→ WHAT TO DO: In the data below, locate each line with the word "from" and list it.

→ DATA:
• • •
// SPDX-License-Identifier: MIT
//
// accent — four accent colors from one base color and a harmony rule.
//
// This crate wires the workspace together:
//
//   accent-color   → Rgb / Hsv model, conversions, text parsing
//   accent-harmony → CMY hue wheel, harmony rules, engine, session state
//
// A presentation layer (color picker, swatches, persistence) sits on top
// and calls `recalculate` or drives a `Session` whenever the base color or
// the rule changes:
//
//   base Rgb + rule ─► Session::set_base / set_rule ─► engine ─► 4 × Rgb

pub use accent_color::{Hsv, ParseColorError, Rgb, parse_color};
pub use accent_harmony::{
    Accents, ClampPolicy, EngineOptions, HarmonyEngine, HarmonyError, HarmonyRule, Recalculation,
    SLOTS, Session, cmy_hue_to_rgb_hue, recalculate, remap, rgb_hue_to_cmy_hue,
};

pub mod color {
    //! Color model, re-exported from `accent-color`.
    pub use accent_color::color::*;
}

pub mod harmony {
    //! Harmony engine internals, re-exported from `accent-harmony`.
    pub use accent_harmony::{engine, options, rule, session, wheel};
}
• • •
→ EXERCISE ANSWER:
// accent — four accent colors from one base color and a harmony rule.
    //! Color model, re-exported from `accent-color`.
    //! Harmony engine internals, re-exported from `accent-harmony`.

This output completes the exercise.